Ask almost anyone if they thought a two-year bull market in stocks would help a new President during his first midterm Congressional elections and the answer would be a resounding YES!.  That is why we were so surprised to discover such a strong negative relationship between the two-year return on S&P 500 from the day the President’s election to the eve of the midterm Congressional elections and the number of seats picked up in the House.

There have only been three post-war Presidents where the S&P5oo had a negative return.  Bush 43 was the only President to pick-up seats even though the S&P500 was down 36.6 percent as the “fear trade” dominated the election cycle after 9/11.   The other two,  Nixon and Carter suffered relatively minor losses in the midterms.

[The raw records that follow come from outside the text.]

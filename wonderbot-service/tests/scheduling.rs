mod common;

use common::*;
use dedup_log::DedupLogs;
use std::time::Duration;
use wonderbot_core::{ConfigError, CoreError, RedditApiError};
use wonderbot_service::{BatchProcessor, Scheduler};

fn processor_with(forum: MockForum) -> BatchProcessor<MockForum> {
    let dir = test_log_dir();
    let logs = DedupLogs::open(&dir).unwrap();
    BatchProcessor::new(forum, test_config(dir), logs)
}

#[tokio::test]
async fn test_runs_passes_until_shutdown() {
    let forum = MockForum {
        comments: vec![comment("c1", "alice", "wonder")],
        ..MockForum::default()
    };
    let processor = processor_with(forum);
    let scheduler = Scheduler::new(Duration::from_millis(20));

    let result = scheduler
        .run(&processor, tokio::time::sleep(Duration::from_millis(70)))
        .await;
    assert!(result.is_ok());

    // Each pass fetches comments and submissions.
    let fetches = processor.client().fetch_count();
    assert!(fetches >= 2, "expected at least one pass, saw {} fetches", fetches);
    assert_eq!(fetches % 2, 0);
    // Repeated passes over the same window reply once.
    assert_eq!(processor.client().sent().len(), 1);
}

#[tokio::test]
async fn test_retryable_failures_keep_the_loop_alive() {
    let forum = MockForum {
        fetch_error: Some(|| {
            CoreError::RedditApi(RedditApiError::ServerError { status_code: 502 })
        }),
        ..MockForum::default()
    };
    let processor = processor_with(forum);
    let scheduler = Scheduler::new(Duration::from_millis(10));

    let result = scheduler
        .run(&processor, tokio::time::sleep(Duration::from_millis(60)))
        .await;
    assert!(result.is_ok());
    assert!(processor.client().fetch_count() >= 2);
}

#[tokio::test]
async fn test_fatal_failures_stop_the_loop() {
    let forum = MockForum {
        fetch_error: Some(|| {
            CoreError::Config(ConfigError::NoCredentials {
                tried: "login file, environment".to_string(),
            })
        }),
        ..MockForum::default()
    };
    let processor = processor_with(forum);
    let scheduler = Scheduler::new(Duration::from_millis(10));

    let result = scheduler
        .run(&processor, tokio::time::sleep(Duration::from_secs(30)))
        .await;
    assert!(matches!(result, Err(CoreError::Config(_))));
    assert_eq!(processor.client().fetch_count(), 1);
}
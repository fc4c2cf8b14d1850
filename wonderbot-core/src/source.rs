use crate::{Category, CoreError, Item};

/// Supplies bounded windows of the newest items in a category.
pub trait ItemSource {
    async fn fetch_new(&self, category: Category, limit: u32) -> Result<Vec<Item>, CoreError>;
}

/// Posts a reply underneath an item.
pub trait ReplySink {
    async fn reply(&self, item: &Item, text: &str) -> Result<(), CoreError>;
}
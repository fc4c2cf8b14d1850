use crate::error::ConfigError;
use serde::{Deserialize, Serialize};
use std::io::ErrorKind;
use std::path::{Path, PathBuf};
use std::time::Duration;

pub const DEFAULT_KEYWORD: &str = "wonder";
pub const DEFAULT_BOT_ACCOUNT: &str = "__WonderBot__";
pub const DEFAULT_REPLY_TEXT: &str = "*And I'm Tony Wonder.*";

/// Reddit caps listing pages at 100 entries.
const MAX_FETCH_LIMIT: u32 = 100;

/// Everything the bot needs to know at runtime. Loaded once and never
/// mutated afterwards.
#[derive(Debug, Clone, PartialEq, Serialize, Deserialize)]
#[serde(default, deny_unknown_fields)]
pub struct BotConfig {
    pub subreddit: String,
    pub bot_account: String,
    pub keyword: String,
    pub reply_text: String,
    pub fetch_limit: u32,
    pub log_dir: PathBuf,
    pub poll_interval_secs: u64,
    pub pass_pause_secs: u64,
    /// Sent on every Reddit request. Left unset, it is derived from
    /// `bot_account`.
    #[serde(skip_serializing_if = "Option::is_none")]
    pub user_agent: Option<String>,
}

impl Default for BotConfig {
    fn default() -> Self {
        Self {
            subreddit: "wondertest".to_string(),
            bot_account: DEFAULT_BOT_ACCOUNT.to_string(),
            keyword: DEFAULT_KEYWORD.to_string(),
            reply_text: DEFAULT_REPLY_TEXT.to_string(),
            fetch_limit: 10,
            log_dir: PathBuf::from("logs"),
            poll_interval_secs: 60,
            pass_pause_secs: 0,
            user_agent: None,
        }
    }
}

impl BotConfig {
    pub fn from_toml_str(contents: &str) -> Result<Self, ConfigError> {
        let config: BotConfig = toml::from_str(contents)?;
        config.validate()?;
        Ok(config)
    }

    pub fn load(path: impl AsRef<Path>) -> Result<Self, ConfigError> {
        let path = path.as_ref();
        let contents = std::fs::read_to_string(path).map_err(|e| match e.kind() {
            ErrorKind::NotFound => ConfigError::FileNotFound {
                path: path.display().to_string(),
            },
            ErrorKind::PermissionDenied => ConfigError::PermissionDenied {
                path: path.display().to_string(),
            },
            _ => ConfigError::InvalidFormat {
                details: format!("{}: {}", path.display(), e),
            },
        })?;
        tracing::debug!("Loaded configuration from {}", path.display());
        Self::from_toml_str(&contents)
    }

    /// Like [`BotConfig::load`], but a missing file yields the defaults.
    pub fn load_or_default(path: impl AsRef<Path>) -> Result<Self, ConfigError> {
        match Self::load(path.as_ref()) {
            Err(ConfigError::FileNotFound { path }) => {
                tracing::info!("No configuration file at {}, using defaults", path);
                Ok(Self::default())
            }
            other => other,
        }
    }

    pub fn validate(&self) -> Result<(), ConfigError> {
        let keyword = self.keyword.trim();
        if keyword.is_empty() || keyword.chars().any(char::is_whitespace) {
            return Err(invalid("keyword", &self.keyword));
        }
        if self.subreddit.trim().is_empty() {
            return Err(ConfigError::MissingField {
                field: "subreddit".to_string(),
            });
        }
        if self.bot_account.trim().is_empty() {
            return Err(ConfigError::MissingField {
                field: "bot_account".to_string(),
            });
        }
        if self.reply_text.trim().is_empty() {
            return Err(ConfigError::MissingField {
                field: "reply_text".to_string(),
            });
        }
        if self.fetch_limit == 0 || self.fetch_limit > MAX_FETCH_LIMIT {
            return Err(invalid("fetch_limit", &self.fetch_limit.to_string()));
        }
        if self
            .user_agent
            .as_deref()
            .is_some_and(|agent| agent.trim().is_empty())
        {
            return Err(invalid("user_agent", ""));
        }
        if self.poll_interval_secs == 0 {
            return Err(invalid("poll_interval_secs", "0"));
        }
        Ok(())
    }

    pub fn user_agent(&self) -> String {
        match &self.user_agent {
            Some(agent) => agent.clone(),
            None => format!(
                "wonderbot/{} (by u/{})",
                env!("CARGO_PKG_VERSION"),
                self.bot_account
            ),
        }
    }

    pub fn poll_interval(&self) -> Duration {
        Duration::from_secs(self.poll_interval_secs)
    }

    pub fn pass_pause(&self) -> Duration {
        Duration::from_secs(self.pass_pause_secs)
    }
}

fn invalid(field: &str, value: &str) -> ConfigError {
    ConfigError::InvalidValue {
        field: field.to_string(),
        value: value.to_string(),
    }
}
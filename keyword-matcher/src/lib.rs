pub mod normalizer;

pub use normalizer::{normalize, normalize_token};

/// Decides whether a piece of text mentions the configured keyword.
#[derive(Debug, Clone)]
pub struct KeywordMatcher {
    keyword: String,
}

impl KeywordMatcher {
    pub fn new(keyword: &str) -> Self {
        Self {
            keyword: keyword.trim().to_lowercase(),
        }
    }

    pub fn keyword(&self) -> &str {
        &self.keyword
    }

    pub fn needs_reply(&self, text: &str) -> bool {
        let matched = normalize(text).iter().any(|token| *token == self.keyword);
        tracing::trace!(keyword = %self.keyword, matched, "Checked text for keyword");
        matched
    }
}
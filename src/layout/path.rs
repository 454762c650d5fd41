//! Smooth path strings and label anchors from waypoints.

use std::fmt::Write;

use super::types::Point;

/// Format a coordinate with at most two decimals and no trailing zeros.
fn fmt_num(v: f64) -> String {
    let rounded = (v * 100.0).round() / 100.0;
    // avoid "-0"
    let rounded = if rounded == 0.0 { 0.0 } else { rounded };
    format!("{rounded}")
}

/// Build SVG path data: straight segments, with each interior corner
/// replaced by a quadratic blend of radius `min(radius, len1 / 2, len2 / 2)`.
pub fn rounded_path(points: &[Point], radius: f64) -> String {
    let Some(first) = points.first() else {
        return String::new();
    };
    let mut d = format!("M {} {}", fmt_num(first.x), fmt_num(first.y));
    if points.len() == 1 {
        return d;
    }

    for window in points.windows(3) {
        let (prev, current, next) = (window[0], window[1], window[2]);
        let (v1x, v1y) = (current.x - prev.x, current.y - prev.y);
        let (v2x, v2y) = (next.x - current.x, next.y - current.y);
        let len1 = v1x.hypot(v1y);
        let len2 = v2x.hypot(v2y);
        let corner = radius.min(len1 / 2.0).min(len2 / 2.0);
        let straight = (v1x * v2y - v1y * v2x).abs() < 1e-9;

        if straight || corner <= 0.0 || len1 == 0.0 || len2 == 0.0 {
            let _ = write!(d, " L {} {}", fmt_num(current.x), fmt_num(current.y));
            continue;
        }

        let before = Point::new(current.x - v1x / len1 * corner, current.y - v1y / len1 * corner);
        let after = Point::new(current.x + v2x / len2 * corner, current.y + v2y / len2 * corner);
        let _ = write!(
            d,
            " L {} {} Q {} {} {} {}",
            fmt_num(before.x),
            fmt_num(before.y),
            fmt_num(current.x),
            fmt_num(current.y),
            fmt_num(after.x),
            fmt_num(after.y)
        );
    }

    if let Some(last) = points.last() {
        let _ = write!(d, " L {} {}", fmt_num(last.x), fmt_num(last.y));
    }
    d
}

/// Total Euclidean length of the polyline.
pub fn polyline_length(points: &[Point]) -> f64 {
    points.windows(2).map(|w| w[0].distance(w[1])).sum()
}

/// Point at half of the polyline's cumulative length.
pub fn label_anchor(points: &[Point]) -> Point {
    match points {
        [] => return Point::new(0.0, 0.0),
        [only] => return *only,
        _ => {}
    }

    let mut remaining = polyline_length(points) / 2.0;
    for w in points.windows(2) {
        let (a, b) = (w[0], w[1]);
        let length = a.distance(b);
        if remaining <= length {
            let t = if length == 0.0 { 0.0 } else { remaining / length };
            return Point::new(a.x + (b.x - a.x) * t, a.y + (b.y - a.y) * t);
        }
        remaining -= length;
    }
    points[points.len() / 2]
}
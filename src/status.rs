//! Status tags and the visual tokens they map to.

use serde::Serialize;

/// Visual token for a node status: fill/stroke/text colours plus a legend label.
#[derive(Debug, Clone, Copy, PartialEq, Eq, Serialize)]
pub struct StatusToken {
    pub key: &'static str,
    pub label: &'static str,
    pub fill: &'static str,
    pub stroke: &'static str,
    pub text: &'static str,
}

pub const NEUTRAL: StatusToken = StatusToken {
    key: "neutral",
    label: "Not set",
    fill: "#f4f4f5",
    stroke: "#a1a1aa",
    text: "#27272a",
};

const TOKENS: &[StatusToken] = &[
    StatusToken {
        key: "draft",
        label: "Draft",
        fill: "#e0e7ff",
        stroke: "#4338ca",
        text: "#312e81",
    },
    StatusToken {
        key: "in-progress",
        label: "In progress",
        fill: "#fef9c3",
        stroke: "#facc15",
        text: "#713f12",
    },
    StatusToken {
        key: "waiting",
        label: "Waiting",
        fill: "#ffedd5",
        stroke: "#fb923c",
        text: "#7c2d12",
    },
    StatusToken {
        key: "review",
        label: "Review",
        fill: "#e0f2fe",
        stroke: "#0ea5e9",
        text: "#083344",
    },
    StatusToken {
        key: "success",
        label: "Done",
        fill: "#dcfce7",
        stroke: "#16a34a",
        text: "#14532d",
    },
    StatusToken {
        key: "rejected",
        label: "Rejected",
        fill: "#fee2e2",
        stroke: "#ef4444",
        text: "#7f1d1d",
    },
    StatusToken {
        key: "rework",
        label: "Rework",
        fill: "#fef3c7",
        stroke: "#f97316",
        text: "#7c2d12",
    },
    StatusToken {
        key: "system",
        label: "System",
        fill: "#ede9fe",
        stroke: "#8b5cf6",
        text: "#4c1d95",
    },
    StatusToken {
        key: "info",
        label: "Event",
        fill: "#f0f9ff",
        stroke: "#38bdf8",
        text: "#0f172a",
    },
    NEUTRAL,
];

/// Look up a status tag case-insensitively. Surrounding whitespace is ignored.
pub fn lookup(tag: &str) -> Option<StatusToken> {
    let normalized = tag.trim().to_lowercase();
    TOKENS.iter().copied().find(|t| t.key == normalized)
}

A simple regression shows that, on average, every newly elected President  since Ike loses .6 seats for every one percent increase in the S&P500 (the holding period is from the Presidential election night to the eve of the Congressional election).   The intercept of the regression in -20, which means that if the S&P500 returns zero percent, the President loses 20 seats in the House.  See the trendline in the graph.

The regression analysis is kind of a silly exercise as there many other factors that drive midterm elections, which we will look at in a later post.   Nevertheless, even if the correlation is spurious,  we find the results counterintuitive and very interesting.  The stock market just doesn’t matter!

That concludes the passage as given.